[Work request]:
The records below hold a stretch from the line with "pub fn named(mut" through the line with "let tag: TriggerTag"; return exactly those lines, ends included, and nothing more.

[Source data]:
⟨

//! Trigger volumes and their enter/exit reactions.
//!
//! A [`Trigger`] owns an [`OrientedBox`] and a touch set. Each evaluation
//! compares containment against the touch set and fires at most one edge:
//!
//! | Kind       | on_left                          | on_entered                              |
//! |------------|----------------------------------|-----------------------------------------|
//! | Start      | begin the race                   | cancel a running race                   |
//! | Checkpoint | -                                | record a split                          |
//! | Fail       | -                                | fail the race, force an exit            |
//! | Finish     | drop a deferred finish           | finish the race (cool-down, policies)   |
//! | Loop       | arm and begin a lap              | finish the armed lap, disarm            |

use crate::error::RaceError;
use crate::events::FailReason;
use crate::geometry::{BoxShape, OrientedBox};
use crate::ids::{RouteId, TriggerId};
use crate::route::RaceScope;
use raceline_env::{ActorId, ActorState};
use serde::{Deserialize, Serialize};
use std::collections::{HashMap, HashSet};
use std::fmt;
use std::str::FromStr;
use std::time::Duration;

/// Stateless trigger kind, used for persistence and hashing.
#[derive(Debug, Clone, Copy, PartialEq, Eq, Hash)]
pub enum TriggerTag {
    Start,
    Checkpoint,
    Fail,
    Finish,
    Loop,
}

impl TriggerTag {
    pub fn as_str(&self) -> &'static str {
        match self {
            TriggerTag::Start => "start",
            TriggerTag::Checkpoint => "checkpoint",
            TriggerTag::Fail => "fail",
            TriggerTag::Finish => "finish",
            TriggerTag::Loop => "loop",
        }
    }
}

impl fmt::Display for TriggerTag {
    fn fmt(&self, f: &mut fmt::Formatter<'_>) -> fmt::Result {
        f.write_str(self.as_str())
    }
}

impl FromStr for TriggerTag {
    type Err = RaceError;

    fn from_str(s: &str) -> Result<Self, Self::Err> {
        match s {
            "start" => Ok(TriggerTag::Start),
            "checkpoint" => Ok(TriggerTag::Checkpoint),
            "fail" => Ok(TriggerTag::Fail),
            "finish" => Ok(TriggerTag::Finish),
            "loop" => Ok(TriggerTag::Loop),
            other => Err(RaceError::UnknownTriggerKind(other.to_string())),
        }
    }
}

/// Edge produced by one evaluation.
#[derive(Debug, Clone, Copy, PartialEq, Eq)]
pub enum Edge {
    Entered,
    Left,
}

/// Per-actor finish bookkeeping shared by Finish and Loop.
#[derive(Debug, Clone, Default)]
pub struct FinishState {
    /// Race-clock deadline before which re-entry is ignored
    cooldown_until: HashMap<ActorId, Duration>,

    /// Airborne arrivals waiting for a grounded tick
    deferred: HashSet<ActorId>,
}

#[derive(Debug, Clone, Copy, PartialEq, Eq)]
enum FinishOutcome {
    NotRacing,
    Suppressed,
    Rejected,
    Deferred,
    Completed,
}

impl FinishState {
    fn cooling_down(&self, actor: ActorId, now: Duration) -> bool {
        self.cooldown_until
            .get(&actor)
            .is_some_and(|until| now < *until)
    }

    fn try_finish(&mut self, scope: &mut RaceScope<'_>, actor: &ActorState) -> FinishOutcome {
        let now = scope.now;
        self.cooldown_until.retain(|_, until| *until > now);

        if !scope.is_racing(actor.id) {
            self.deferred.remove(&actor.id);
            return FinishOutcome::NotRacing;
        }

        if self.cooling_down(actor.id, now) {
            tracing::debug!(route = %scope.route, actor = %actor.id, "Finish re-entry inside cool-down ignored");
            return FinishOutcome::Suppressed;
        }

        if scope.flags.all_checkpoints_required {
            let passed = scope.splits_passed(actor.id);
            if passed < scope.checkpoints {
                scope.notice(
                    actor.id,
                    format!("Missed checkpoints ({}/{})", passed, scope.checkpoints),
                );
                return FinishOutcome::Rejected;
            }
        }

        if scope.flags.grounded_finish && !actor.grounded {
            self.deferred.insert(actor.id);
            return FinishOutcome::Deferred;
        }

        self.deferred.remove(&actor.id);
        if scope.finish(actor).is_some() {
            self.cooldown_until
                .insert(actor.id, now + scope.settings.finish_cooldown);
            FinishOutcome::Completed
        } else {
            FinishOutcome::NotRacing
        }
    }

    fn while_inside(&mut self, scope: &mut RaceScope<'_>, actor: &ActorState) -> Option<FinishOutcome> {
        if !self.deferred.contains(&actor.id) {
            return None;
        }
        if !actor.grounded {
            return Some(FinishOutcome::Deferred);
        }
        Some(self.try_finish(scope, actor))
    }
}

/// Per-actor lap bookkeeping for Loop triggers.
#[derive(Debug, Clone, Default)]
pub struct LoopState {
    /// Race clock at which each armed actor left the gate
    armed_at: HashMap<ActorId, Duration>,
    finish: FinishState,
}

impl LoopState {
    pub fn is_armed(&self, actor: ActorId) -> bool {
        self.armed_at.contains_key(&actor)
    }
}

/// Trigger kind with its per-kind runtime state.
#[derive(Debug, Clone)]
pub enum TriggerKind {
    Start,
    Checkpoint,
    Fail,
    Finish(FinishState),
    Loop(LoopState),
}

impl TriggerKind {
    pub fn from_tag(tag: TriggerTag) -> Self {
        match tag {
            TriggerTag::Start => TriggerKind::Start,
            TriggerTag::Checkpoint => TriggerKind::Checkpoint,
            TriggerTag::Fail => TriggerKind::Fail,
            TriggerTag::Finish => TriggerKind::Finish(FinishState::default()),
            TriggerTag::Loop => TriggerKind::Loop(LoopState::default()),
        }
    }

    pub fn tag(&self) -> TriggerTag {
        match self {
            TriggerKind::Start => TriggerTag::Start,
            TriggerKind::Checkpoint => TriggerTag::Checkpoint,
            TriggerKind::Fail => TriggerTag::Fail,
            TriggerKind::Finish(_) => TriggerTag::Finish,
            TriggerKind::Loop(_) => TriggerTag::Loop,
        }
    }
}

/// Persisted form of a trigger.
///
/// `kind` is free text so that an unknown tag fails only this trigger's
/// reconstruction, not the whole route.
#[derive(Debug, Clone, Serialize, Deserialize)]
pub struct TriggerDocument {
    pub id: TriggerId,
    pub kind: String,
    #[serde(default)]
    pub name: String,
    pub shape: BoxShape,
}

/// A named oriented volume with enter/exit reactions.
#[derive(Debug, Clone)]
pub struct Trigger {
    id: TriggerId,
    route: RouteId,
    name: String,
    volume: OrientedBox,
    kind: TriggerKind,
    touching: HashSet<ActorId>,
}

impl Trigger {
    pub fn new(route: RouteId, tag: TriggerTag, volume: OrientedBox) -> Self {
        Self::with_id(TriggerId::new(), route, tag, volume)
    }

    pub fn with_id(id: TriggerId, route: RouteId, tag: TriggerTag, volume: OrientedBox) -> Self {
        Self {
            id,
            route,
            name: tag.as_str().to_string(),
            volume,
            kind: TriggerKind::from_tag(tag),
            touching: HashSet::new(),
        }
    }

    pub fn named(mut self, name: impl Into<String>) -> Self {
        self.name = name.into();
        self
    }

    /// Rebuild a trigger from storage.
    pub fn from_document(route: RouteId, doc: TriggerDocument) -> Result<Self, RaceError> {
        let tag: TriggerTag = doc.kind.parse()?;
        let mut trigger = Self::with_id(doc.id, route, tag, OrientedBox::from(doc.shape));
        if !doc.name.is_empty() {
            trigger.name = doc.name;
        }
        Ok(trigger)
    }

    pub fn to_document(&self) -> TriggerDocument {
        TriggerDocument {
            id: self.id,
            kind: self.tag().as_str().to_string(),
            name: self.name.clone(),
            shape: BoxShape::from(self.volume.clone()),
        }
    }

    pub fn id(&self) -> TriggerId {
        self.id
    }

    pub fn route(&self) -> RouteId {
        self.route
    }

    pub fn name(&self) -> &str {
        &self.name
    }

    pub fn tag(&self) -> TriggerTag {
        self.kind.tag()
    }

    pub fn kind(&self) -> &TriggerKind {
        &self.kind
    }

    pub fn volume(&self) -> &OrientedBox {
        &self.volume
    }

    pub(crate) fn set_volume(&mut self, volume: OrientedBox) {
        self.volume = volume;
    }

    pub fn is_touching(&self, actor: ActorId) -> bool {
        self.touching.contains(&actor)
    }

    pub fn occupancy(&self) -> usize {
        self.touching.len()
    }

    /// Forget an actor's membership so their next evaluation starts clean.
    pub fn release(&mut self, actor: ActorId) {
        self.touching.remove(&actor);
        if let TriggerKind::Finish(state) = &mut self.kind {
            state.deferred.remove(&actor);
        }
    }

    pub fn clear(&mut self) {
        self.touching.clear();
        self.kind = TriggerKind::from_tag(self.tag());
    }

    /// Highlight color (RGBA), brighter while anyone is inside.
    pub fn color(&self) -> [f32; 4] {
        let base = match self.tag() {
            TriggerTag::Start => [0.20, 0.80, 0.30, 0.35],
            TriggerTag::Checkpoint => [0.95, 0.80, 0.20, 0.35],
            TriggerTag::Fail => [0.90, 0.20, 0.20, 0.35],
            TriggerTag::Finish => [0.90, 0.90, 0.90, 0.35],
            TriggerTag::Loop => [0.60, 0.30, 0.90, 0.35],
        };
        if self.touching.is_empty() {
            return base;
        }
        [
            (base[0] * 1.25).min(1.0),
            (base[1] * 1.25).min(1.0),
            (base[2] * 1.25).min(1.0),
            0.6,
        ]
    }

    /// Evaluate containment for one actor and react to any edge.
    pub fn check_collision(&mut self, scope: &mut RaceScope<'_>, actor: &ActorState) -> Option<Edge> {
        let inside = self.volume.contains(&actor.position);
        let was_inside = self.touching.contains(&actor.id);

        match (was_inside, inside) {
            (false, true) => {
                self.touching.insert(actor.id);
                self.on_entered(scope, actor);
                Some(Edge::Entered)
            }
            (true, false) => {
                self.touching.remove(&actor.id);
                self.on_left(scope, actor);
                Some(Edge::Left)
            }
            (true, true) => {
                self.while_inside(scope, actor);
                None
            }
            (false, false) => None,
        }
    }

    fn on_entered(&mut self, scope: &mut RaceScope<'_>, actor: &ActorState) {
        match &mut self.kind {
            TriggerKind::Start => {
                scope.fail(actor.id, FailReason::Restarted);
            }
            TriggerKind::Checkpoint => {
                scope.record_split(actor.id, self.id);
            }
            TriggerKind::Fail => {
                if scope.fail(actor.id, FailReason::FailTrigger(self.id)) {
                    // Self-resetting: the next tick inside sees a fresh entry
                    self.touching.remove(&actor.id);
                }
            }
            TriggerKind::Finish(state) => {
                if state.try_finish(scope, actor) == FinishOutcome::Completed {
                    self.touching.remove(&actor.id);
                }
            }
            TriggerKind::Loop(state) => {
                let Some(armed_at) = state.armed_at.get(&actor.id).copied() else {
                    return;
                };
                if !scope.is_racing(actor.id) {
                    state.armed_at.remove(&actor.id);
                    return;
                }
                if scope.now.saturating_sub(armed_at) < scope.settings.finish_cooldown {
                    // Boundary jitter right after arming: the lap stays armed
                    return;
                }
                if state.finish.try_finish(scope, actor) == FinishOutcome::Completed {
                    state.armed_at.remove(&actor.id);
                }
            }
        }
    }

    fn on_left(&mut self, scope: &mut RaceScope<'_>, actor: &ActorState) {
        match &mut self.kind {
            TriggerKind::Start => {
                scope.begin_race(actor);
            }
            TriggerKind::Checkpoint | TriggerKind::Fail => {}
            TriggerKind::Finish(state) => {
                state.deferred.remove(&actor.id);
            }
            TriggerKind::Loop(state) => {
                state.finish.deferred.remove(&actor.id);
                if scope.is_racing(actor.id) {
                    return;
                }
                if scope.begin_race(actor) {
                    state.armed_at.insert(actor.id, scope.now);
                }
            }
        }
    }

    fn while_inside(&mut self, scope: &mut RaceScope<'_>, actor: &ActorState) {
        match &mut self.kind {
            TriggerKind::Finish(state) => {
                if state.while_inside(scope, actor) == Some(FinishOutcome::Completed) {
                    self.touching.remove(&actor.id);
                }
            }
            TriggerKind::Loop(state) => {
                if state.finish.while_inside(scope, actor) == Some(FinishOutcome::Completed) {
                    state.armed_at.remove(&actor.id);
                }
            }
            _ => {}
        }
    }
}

⟩

[Exercise answer]:
    pub fn named(mut self, name: impl Into<String>) -> Self {
        self.name = name.into();
        self
    }

    /// Rebuild a trigger from storage.
    pub fn from_document(route: RouteId, doc: TriggerDocument) -> Result<Self, RaceError> {
        let tag: TriggerTag = doc.kind.parse()?;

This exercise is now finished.